The girl slipped across into the bookroom.
"Daddy," she said, "come back out of the second century, and tell me why I can understand the shore lark."
The Student looked up with a patient smile in far-away eyes.
"It isn't time to come back yet," he said. "And I have not fully grasped your meaning. You appear to refer to some conversation with some bird. There are precedents, of course. For instance, the philosopher Empedocles, having been a bird himself in a former life, remembered their speech; he ended by leaping into Ætna. Siegfried also, having bathed in the blood of Fafnir, followed the voice of a bird of the wood; he ended by losing his love and his life. There was once a sailor who took the advice of a parrot, and was hanged. Birds are light-minded, as the poet Aristophanes discovered; and it would seem that little good comes of talking to them."
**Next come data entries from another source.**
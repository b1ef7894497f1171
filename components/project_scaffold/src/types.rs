// components/project_scaffold/src/types.rs
use crate::error::{Result, ScaffoldError};
use std::fmt;
use std::path::PathBuf;

/// Newtype for a project name that is safe to use as a single path component
#[derive(Debug, Clone, PartialEq, Eq)]
pub struct ProjectName(String);

impl ProjectName {
    pub fn new(name: impl Into<String>) -> Result<Self> {
        let name = name.into();
        let invalid = |reason| ScaffoldError::InvalidName {
            name: name.clone(),
            reason,
        };

        if name.trim().is_empty() {
            return Err(invalid("name cannot be empty"));
        }
        if name == "." || name == ".." {
            return Err(invalid("name cannot be '.' or '..'"));
        }
        if name.contains(['/', '\\', '\0']) {
            return Err(invalid("name cannot contain path separators"));
        }

        Ok(ProjectName(name))
    }

    pub fn as_str(&self) -> &str {
        &self.0
    }
}

impl fmt::Display for ProjectName {
    fn fmt(&self, f: &mut fmt::Formatter<'_>) -> fmt::Result {
        write!(f, "{}", self.0)
    }
}

/// Execution mode for a scaffold plan
#[derive(Debug, Clone, Copy, PartialEq, Eq)]
pub enum ExecutionMode {
    /// Show what would be created without touching disk
    DryRun,
    /// Actually create the project
    Apply,
}

/// What goes into a file the scaffold creates
#[derive(Debug, Clone, PartialEq, Eq)]
pub enum FileContents {
    Empty,
    Text(String),
    CopyFrom(PathBuf),
}

/// Git setup for a new project; absent means no repository is created
#[derive(Debug, Clone, Default, PartialEq, Eq)]
pub struct GitOptions {
    /// Remote to add as `origin` and push `main` to
    pub remote_url: Option<String>,
}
"My shore lark is a darling," said Fiona. "And I don't intend to be hanged."
"That," said the Student, "is as Providence pleases. One never knows, as my poor ancestor said when he fell into a bear-trap and found the bear there before him."
"O daddy," said the girl, "did he really? And what happened?"
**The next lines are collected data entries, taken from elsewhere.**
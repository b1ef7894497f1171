// components/media_downloader/src/ffmpeg.rs
use crate::types::{DownloadError, Transcoder};
use async_trait::async_trait;
use std::ffi::OsString;
use std::path::{Path, PathBuf};
use tokio::process::Command;

pub const AUDIO_EXTENSION: &str = "mp3";

pub struct Ffmpeg {
    program: PathBuf,
}

impl Ffmpeg {
    pub fn new(program: impl Into<PathBuf>) -> Self {
        Self {
            program: program.into(),
        }
    }

    fn extract_args(input: &Path, output: &Path) -> Vec<OsString> {
        let mut args: Vec<OsString> = ["-y", "-hide_banner", "-loglevel", "error", "-i"]
            .into_iter()
            .map(OsString::from)
            .collect();
        args.push(input.as_os_str().to_owned());
        args.extend(
            ["-vn", "-codec:a", "libmp3lame", "-q:a", "2"]
                .into_iter()
                .map(OsString::from),
        );
        args.push(output.as_os_str().to_owned());
        args
    }
}

impl Default for Ffmpeg {
    fn default() -> Self {
        Self::new("ffmpeg")
    }
}

#[async_trait]
impl Transcoder for Ffmpeg {
    async fn check_available(&self) -> Result<(), DownloadError> {
        which::which(&self.program)
            .map(|_| ())
            .map_err(|_| DownloadError::DependencyNotFound(self.program.display().to_string()))
    }

    async fn extract_audio(&self, input: &Path, output: &Path) -> Result<(), DownloadError> {
        tracing::debug!("Extracting audio {} -> {}", input.display(), output.display());

        let result = Command::new(&self.program)
            .args(Self::extract_args(input, output))
            .output()
            .await?;

        if !result.status.success() {
            return Err(DownloadError::TranscodeFailed(format!(
                "{} exited with {}: {}",
                self.program.display(),
                result.status,
                String::from_utf8_lossy(&result.stderr).trim()
            )));
        }

        Ok(())
    }
}


#[cfg(test)]
mod tests {
    use super::*;

    #[test]
    fn extract_args_drop_video_and_encode_mp3() {
        let args = Ffmpeg::extract_args(Path::new("in/Talk.mp4"), Path::new("out/Talk.mp3"));
        let args: Vec<String> = args
            .iter()
            .map(|a| a.to_string_lossy().into_owned())
            .collect();

        assert_eq!(
            args,
            vec![
                "-y", "-hide_banner", "-loglevel", "error", "-i", "in/Talk.mp4", "-vn",
                "-codec:a", "libmp3lame", "-q:a", "2", "out/Talk.mp3",
            ]
        );
    }

    #[tokio::test]
    async fn missing_program_is_reported() {
        let ffmpeg = Ffmpeg::new("definitely-not-an-installed-ffmpeg");
        let result = ffmpeg.check_available().await;

        assert!(matches!(
            result,
            Err(DownloadError::DependencyNotFound(name)) if name == "definitely-not-an-installed-ffmpeg"
        ));
    }
}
"This ancestor of mine," said the Student, "was a very strong man. If he had not been, someone else would have killed him first, and he would not have been my ancestor; the other man would have been someone else's ancestor, so to speak. Being a very strong man, he naturally killed the bear. He must have, or he would not have lived to be my ancestor. In those days everyone lived in caves, and he lived in a cave too; and he always killed the other man, sometimes fairly, sometimes, I regret to say, otherwise. He courted my ancestress by knocking her down from behind with the blunt end of a stone ax, a method which I do not defend; but when her senses returned she told him he had acted like a man, and they became a most devoted couple. This was partly due, no doubt, to the fact that he never saw the meaning of the things she said; she took good care that he shouldn't, for though slow of wit he was handy with his ax. Their life I think must have been very happy till one day he found a red stone which he could heat and shape with his ax, and he hammered out that copper bracelet you're wearing; and then came the deluge, for metal meant magic then, as you know. Next day my ancestress found him conversing with the local vulture; within a week he was giving exhibitions in the other caves with the vulture's assistance; in a month he had become the tribal god; and about two years after, owing to the persistent failure of some of his magic to come off, he was, for a brief moment, the tribal banquet. Now you know what comes of talking to shore larks."
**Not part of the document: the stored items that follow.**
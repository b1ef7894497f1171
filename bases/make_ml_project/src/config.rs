// bases/make_ml_project/src/config.rs
use crate::args::Args;
use project_scaffold::{ExecutionMode, GitOptions, ProjectName, ScaffoldConfig, ScaffoldError};
use std::path::{Path, PathBuf};

/// Scaffolder configuration
#[derive(Debug, Clone)]
pub struct Config {
    pub scaffold: ScaffoldConfig,

    /// git executable used when the project gets a repository
    pub git: PathBuf,

    pub verbose: bool,
}

impl Config {
    /// Create configuration from CLI arguments
    ///
    /// `working_dir` is where `scripts/LICENCE` is looked up.
    pub fn from_args(args: Args, working_dir: &Path) -> Result<Self, ScaffoldError> {
        let name = ProjectName::new(args.name)?;

        let git = if args.without_git {
            None
        } else {
            Some(GitOptions {
                remote_url: args.github_url,
            })
        };

        let mode = if args.dry_run {
            ExecutionMode::DryRun
        } else {
            ExecutionMode::Apply
        };

        Ok(Self {
            scaffold: ScaffoldConfig {
                name,
                destination: args.destination,
                create_destination: args.force,
                licence: args.licence,
                licence_search_dir: working_dir.to_path_buf(),
                git,
                mode,
            },
            git: args.git,
            verbose: args.verbose,
        })
    }

    pub fn is_dry_run(&self) -> bool {
        self.scaffold.mode == ExecutionMode::DryRun
    }

    /// Default tracing filter for this binary and the scaffold component
    pub fn log_filter(&self) -> &'static str {
        if self.verbose {
            "make_ml_project=debug,project_scaffold=debug"
        } else {
            "make_ml_project=info,project_scaffold=info"
        }
    }
}

#[cfg(test)]
mod tests {
    use super::*;
    use assert_matches::assert_matches;
    use clap::error::ErrorKind;
    use clap::Parser;

    fn parse(args: &[&str]) -> Result<Args, clap::Error> {
        Args::try_parse_from(std::iter::once("make-ml-project").chain(args.iter().copied()))
    }

    fn config_from(args: &[&str]) -> Config {
        Config::from_args(parse(args).unwrap(), Path::new("/work")).unwrap()
    }

    #[test]
    fn defaults() {
        let config = config_from(&["--name", "sentiment"]);

        assert_eq!(config.scaffold.name.as_str(), "sentiment");
        assert_eq!(config.scaffold.destination, PathBuf::from("."));
        assert!(!config.scaffold.create_destination);
        assert_eq!(config.scaffold.licence, None);
        assert_eq!(config.scaffold.licence_search_dir, PathBuf::from("/work"));
        assert_eq!(config.scaffold.git, Some(GitOptions { remote_url: None }));
        assert_eq!(config.scaffold.mode, ExecutionMode::Apply);
        assert!(!config.is_dry_run());
    }

    #[test]
    fn short_flags() {
        let config = config_from(&[
            "-n", "vision", "-d", "projects", "-f", "-g", "git@github.com:me/vision.git",
        ]);

        assert_eq!(config.scaffold.destination, PathBuf::from("projects"));
        assert!(config.scaffold.create_destination);
        assert_eq!(
            config.scaffold.git,
            Some(GitOptions {
                remote_url: Some("git@github.com:me/vision.git".to_string())
            })
        );
    }

    #[test]
    fn underscore_aliases() {
        let config = config_from(&["-n", "vision", "--github_url", "https://github.com/me/v"]);
        assert!(config.scaffold.git.is_some());

        let config = config_from(&["-n", "vision", "--without_git"]);
        assert_eq!(config.scaffold.git, None);
    }

    #[test]
    fn without_git_skips_repository() {
        let config = config_from(&["-n", "vision", "--without-git"]);
        assert_eq!(config.scaffold.git, None);
    }

    #[test]
    fn remote_and_without_git_conflict() {
        let err = parse(&["-n", "v", "-g", "https://github.com/me/v", "--without-git"]).unwrap_err();
        assert_eq!(err.kind(), ErrorKind::ArgumentConflict);
    }

    #[test]
    fn name_is_required() {
        let err = parse(&["-d", "projects"]).unwrap_err();
        assert_eq!(err.kind(), ErrorKind::MissingRequiredArgument);
    }

    #[test]
    fn invalid_name_is_rejected() {
        let args = parse(&["-n", "a/b"]).unwrap();
        assert_matches!(
            Config::from_args(args, Path::new("/work")),
            Err(ScaffoldError::InvalidName { name, .. }) if name == "a/b"
        );
    }

    #[test]
    fn dry_run_and_verbose() {
        let config = config_from(&["-n", "vision", "--dry-run", "-v"]);

        assert!(config.is_dry_run());
        assert_eq!(config.log_filter(), "make_ml_project=debug,project_scaffold=debug");
    }
}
"Daddy," she said, "you can't know if that's true or not, can you?"
"It may not all be what you call true," said the Student, "but it's true in quite a lot of ways. It's true psychologically, and anthropologically, and palæethnologically; and that does to start with. And I certainly had ancestors. And there is a bracelet. And you were talking strange words about a shore lark. And you must really take care, my dear daughter; for you ought now to become a tribal priestess, and be hurled from a high place into the sea the first season that the herring fail."